The partnership between developer and driller is being touted as an industry first as drilling begins on the first of four wells west of the Alliance Airport runway in Haslet. Chief will own the first few wells, but as more are developed "we might take an ownership interest," Berry says.
The 1,300 acres lie in the middle of AllianceTexas' Westport, home to Burlington Northern Santa Fe's intermodal hub and such tenants/owners as Kraft Foods, JCPenney, Volkswagen Audi, Michaels and SC Johnson & Son. At last count, the 15,000-acre AllianceTexas contained 115 companies, a 22.5-million-sf inventory and 20,000 employees.
"The planning side of this was absolutely critical," says Berry, who along with Hillwood chairman Ross Perot Jr. and Chief's president Trevor D. Rees-Jones unveiled the plans at a noon launch at the drilling site of Alliance A-1. The drilling will not disturb the AllianceTexas tenants, owners or customers, officials stress. Hillwood's role entails cleanup as well as planning.
Berry says strategic planning has ensured underground development won't interfere with surface development, a feat that wasn't easily mapped out but is key since above-ground development is Hillwood's core business. "If this project works successfully, it will be the model for us to roll it out all across AllianceTexas," he says. Success also could lead to a case study and prototype ranking for the development industry to show that builder and driller can effectively work together to mine all potential from a master-planned development of AllianceTexas' proportions.

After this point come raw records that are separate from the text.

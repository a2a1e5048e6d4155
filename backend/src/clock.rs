//! Wall-clock abstraction.
//!
//! Toggle cooldowns and statistics windows are evaluated against a [`Clock`]
//! instead of calling `Utc::now()` directly, so tests can pin and advance
//! time deterministically.

use chrono::{DateTime, Duration, Utc};
use parking_lot::RwLock;
use std::sync::Arc;

/// Source of the current UTC instant.
pub trait Clock: Send + Sync {
    fn now(&self) -> DateTime<Utc>;
}

/// Clock backed by the system time.
#[derive(Debug, Clone, Copy, Default)]
pub struct SystemClock;

impl Clock for SystemClock {
    fn now(&self) -> DateTime<Utc> {
        Utc::now()
    }
}

/// Manually driven clock.
///
/// Clones share the same instant, so a test can hand one clone to the
/// application and keep another to advance time.
#[derive(Debug, Clone)]
pub struct ManualClock {
    now: Arc<RwLock<DateTime<Utc>>>,
}

impl ManualClock {
    pub fn new(start: DateTime<Utc>) -> Self {
        Self {
            now: Arc::new(RwLock::new(start)),
        }
    }

    /// Move the clock forward (or backward for a negative duration).
    pub fn advance(&self, by: Duration) {
        let mut now = self.now.write();
        *now += by;
    }

    pub fn set(&self, instant: DateTime<Utc>) {
        *self.now.write() = instant;
    }
}

impl Clock for ManualClock {
    fn now(&self) -> DateTime<Utc> {
        *self.now.read()
    }
}

#[cfg(test)]
mod tests {
    use super::*;
    use chrono::TimeZone;

    #[test]
    fn test_manual_clock_shared_between_clones() {
        let start = Utc.with_ymd_and_hms(2024, 5, 6, 12, 0, 0).unwrap();
        let clock = ManualClock::new(start);
        let handle = clock.clone();

        handle.advance(Duration::seconds(61));
        assert_eq!(clock.now(), start + Duration::seconds(61));

        handle.set(start);
        assert_eq!(clock.now(), start);
    }

    #[test]
    fn test_system_clock_is_close_to_now() {
        let delta = Utc::now() - SystemClock.now();
        assert!(delta.num_seconds().abs() < 5);
    }
}
//! In-memory ledger implementation.
//!
//! Suitable for unit tests and local development. Rows live in a `Vec`
//! behind a single lock, which also makes the conditional append atomic.

use async_trait::async_trait;
use chrono::{DateTime, Utc};
use parking_lot::RwLock;
use std::sync::Arc;
use std::time::Duration;

use crate::db::repository::{ErrorContext, LedgerRepository, RepositoryError, RepositoryResult};
use crate::models::{AppendOutcome, EventId, NewStatusEvent, StatusEvent};

/// In-memory ledger.
///
/// Clones share the same storage.
///
/// # Example
/// ```
/// use chrono::Utc;
/// use sede::db::repositories::LocalRepository;
/// use sede::db::LedgerRepository;
/// use sede::models::NewStatusEvent;
///
/// let rt = tokio::runtime::Runtime::new().unwrap();
/// rt.block_on(async {
///     let repo = LocalRepository::new();
///     repo.append_event(NewStatusEvent::new(true, Utc::now())).await.unwrap();
///     assert_eq!(repo.count_events().await.unwrap(), 1);
/// });
/// ```
#[derive(Clone, Default)]
pub struct LocalRepository {
    data: Arc<RwLock<LocalData>>,
}

struct LocalData {
    events: Vec<StatusEvent>,
    next_event_id: i64,
    // Failure injection for tests
    is_healthy: bool,
    latency: Option<Duration>,
}

impl Default for LocalData {
    fn default() -> Self {
        Self {
            events: Vec::new(),
            next_event_id: 1,
            is_healthy: true,
            latency: None,
        }
    }
}

impl LocalData {
    fn insert(&mut self, event: NewStatusEvent) -> StatusEvent {
        let id = EventId(self.next_event_id);
        self.next_event_id += 1;
        let stored = event.with_id(id);
        self.events.push(stored.clone());
        stored
    }

    fn latest(&self) -> Option<&StatusEvent> {
        self.events
            .iter()
            .max_by(|a, b| a.timestamp.cmp(&b.timestamp).then(a.id.cmp(&b.id)))
    }
}

impl LocalRepository {
    /// Create a new empty ledger.
    pub fn new() -> Self {
        Self::default()
    }

    /// Seed events directly, bypassing health and latency simulation.
    pub fn insert_events<I>(&self, events: I) -> Vec<StatusEvent>
    where
        I: IntoIterator<Item = NewStatusEvent>,
    {
        let mut data = self.data.write();
        events.into_iter().map(|e| data.insert(e)).collect()
    }

    /// Snapshot of every stored event in insertion order.
    pub fn events(&self) -> Vec<StatusEvent> {
        self.data.read().events.clone()
    }

    pub fn event_count(&self) -> usize {
        self.data.read().events.len()
    }

    /// Simulate a storage outage: every operation fails with a connection error.
    pub fn set_healthy(&self, healthy: bool) {
        self.data.write().is_healthy = healthy;
    }

    /// Delay every operation, to exercise deadline handling.
    pub fn set_latency(&self, latency: Option<Duration>) {
        self.data.write().latency = latency;
    }

    async fn simulate(&self, operation: &str) -> RepositoryResult<()> {
        let (healthy, latency) = {
            let data = self.data.read();
            (data.is_healthy, data.latency)
        };
        if let Some(latency) = latency {
            tokio::time::sleep(latency).await;
        }
        if !healthy {
            return Err(RepositoryError::connection_with_context(
                "Database is not healthy",
                ErrorContext::new(operation),
            ));
        }
        Ok(())
    }
}

#[async_trait]
impl LedgerRepository for LocalRepository {
    async fn health_check(&self) -> RepositoryResult<bool> {
        Ok(self.data.read().is_healthy)
    }

    async fn latest_event(&self) -> RepositoryResult<Option<StatusEvent>> {
        self.simulate("latest_event").await?;
        Ok(self.data.read().latest().cloned())
    }

    async fn append_event(&self, event: NewStatusEvent) -> RepositoryResult<StatusEvent> {
        self.simulate("append_event").await?;
        Ok(self.data.write().insert(event))
    }

    async fn append_if_latest(
        &self,
        expected_latest: Option<EventId>,
        event: NewStatusEvent,
    ) -> RepositoryResult<AppendOutcome> {
        self.simulate("append_if_latest").await?;
        let mut data = self.data.write();
        let current = data.latest().cloned();
        if current.as_ref().map(|e| e.id) != expected_latest {
            return Ok(AppendOutcome::Stale(current));
        }
        Ok(AppendOutcome::Appended(data.insert(event)))
    }

    async fn count_events(&self) -> RepositoryResult<i64> {
        self.simulate("count_events").await?;
        Ok(self.data.read().events.len() as i64)
    }

    async fn events_since(&self, since: DateTime<Utc>) -> RepositoryResult<Vec<StatusEvent>> {
        self.simulate("events_since").await?;
        let mut events: Vec<StatusEvent> = self
            .data
            .read()
            .events
            .iter()
            .filter(|e| e.timestamp >= since)
            .cloned()
            .collect();
        events.sort_by(|a, b| a.timestamp.cmp(&b.timestamp).then(a.id.cmp(&b.id)));
        Ok(events)
    }
}

#[cfg(test)]
mod tests {
    use super::*;
    use chrono::TimeZone;

    fn at(hour: u32, minute: u32) -> DateTime<Utc> {
        Utc.with_ymd_and_hms(2024, 3, 4, hour, minute, 0).unwrap()
    }

    #[tokio::test]
    async fn test_empty_ledger_has_no_latest() {
        let repo = LocalRepository::new();
        assert_eq!(repo.latest_event().await.unwrap(), None);
        assert_eq!(repo.count_events().await.unwrap(), 0);
    }

    #[tokio::test]
    async fn test_append_assigns_increasing_ids() {
        let repo = LocalRepository::new();
        let a = repo.append_event(NewStatusEvent::new(true, at(10, 0))).await.unwrap();
        let b = repo.append_event(NewStatusEvent::new(false, at(11, 0))).await.unwrap();
        assert!(a.id < b.id);
        assert_eq!(repo.latest_event().await.unwrap(), Some(b));
    }

    #[tokio::test]
    async fn test_latest_is_by_timestamp_not_insertion() {
        let repo = LocalRepository::new();
        repo.insert_events([
            NewStatusEvent::new(true, at(12, 0)),
            NewStatusEvent::new(false, at(9, 0)),
        ]);
        let latest = repo.latest_event().await.unwrap().unwrap();
        assert!(latest.is_open);
        assert_eq!(latest.timestamp, at(12, 0));
    }

    #[tokio::test]
    async fn test_equal_timestamps_resolve_to_last_inserted() {
        let repo = LocalRepository::new();
        let stored = repo.insert_events([
            NewStatusEvent::new(true, at(12, 0)),
            NewStatusEvent::new(false, at(12, 0)),
        ]);
        let latest = repo.latest_event().await.unwrap().unwrap();
        assert_eq!(latest.id, stored[1].id);
        assert!(!latest.is_open);
    }

    #[tokio::test]
    async fn test_append_if_latest_detects_stale_read() {
        let repo = LocalRepository::new();
        let first = repo.append_event(NewStatusEvent::new(true, at(10, 0))).await.unwrap();

        // Caller read an empty ledger, but an event landed since.
        let outcome = repo
            .append_if_latest(None, NewStatusEvent::new(true, at(10, 1)))
            .await
            .unwrap();
        assert_eq!(outcome, AppendOutcome::Stale(Some(first.clone())));
        assert_eq!(repo.event_count(), 1);

        let outcome = repo
            .append_if_latest(Some(first.id), NewStatusEvent::new(false, at(10, 2)))
            .await
            .unwrap();
        assert!(matches!(outcome, AppendOutcome::Appended(ref e) if !e.is_open));
        assert_eq!(repo.event_count(), 2);
    }

    #[tokio::test]
    async fn test_events_since_filters_and_sorts() {
        let repo = LocalRepository::new();
        repo.insert_events([
            NewStatusEvent::new(true, at(15, 0)),
            NewStatusEvent::new(false, at(8, 0)),
            NewStatusEvent::new(false, at(11, 0)),
        ]);
        let events = repo.events_since(at(10, 0)).await.unwrap();
        let stamps: Vec<_> = events.iter().map(|e| e.timestamp).collect();
        assert_eq!(stamps, vec![at(11, 0), at(15, 0)]);
    }

    #[tokio::test]
    async fn test_unhealthy_repository_fails_operations() {
        let repo = LocalRepository::new();
        repo.set_healthy(false);
        assert!(!repo.health_check().await.unwrap());
        let err = repo.latest_event().await.unwrap_err();
        assert!(matches!(err, RepositoryError::ConnectionError { .. }));
        assert_eq!(err.context().operation.as_deref(), Some("latest_event"));
    }
}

Hillwood's partner is an independent oil and gas company founded in 1994. Since 1995, Chief Oil & Gas has drilled more than 100 wells in the Bend conglomerate and Barnett Shale formations in the Fort Worth Basin, which takes in Wise, Denton, Tarrant and Jack counties. In recent years, Chief's focus has been to amass acreage in the Barnett Shale after a competitor successfully used light sand frac technology to tap reserves. Prior to partnering with Hillwood, Chief controlled in excess of 16,000 acres in the Fort Worth Basin.
In 1998, the Barnett Shale produced 50 million cubic feet per day of natural gas; three years later, the volume was 570 million cubic feet daily. A US Geological Survey estimated the recoverable reserves at 10 TCF or the equivalent of a 1.67-billion barrel oilfield.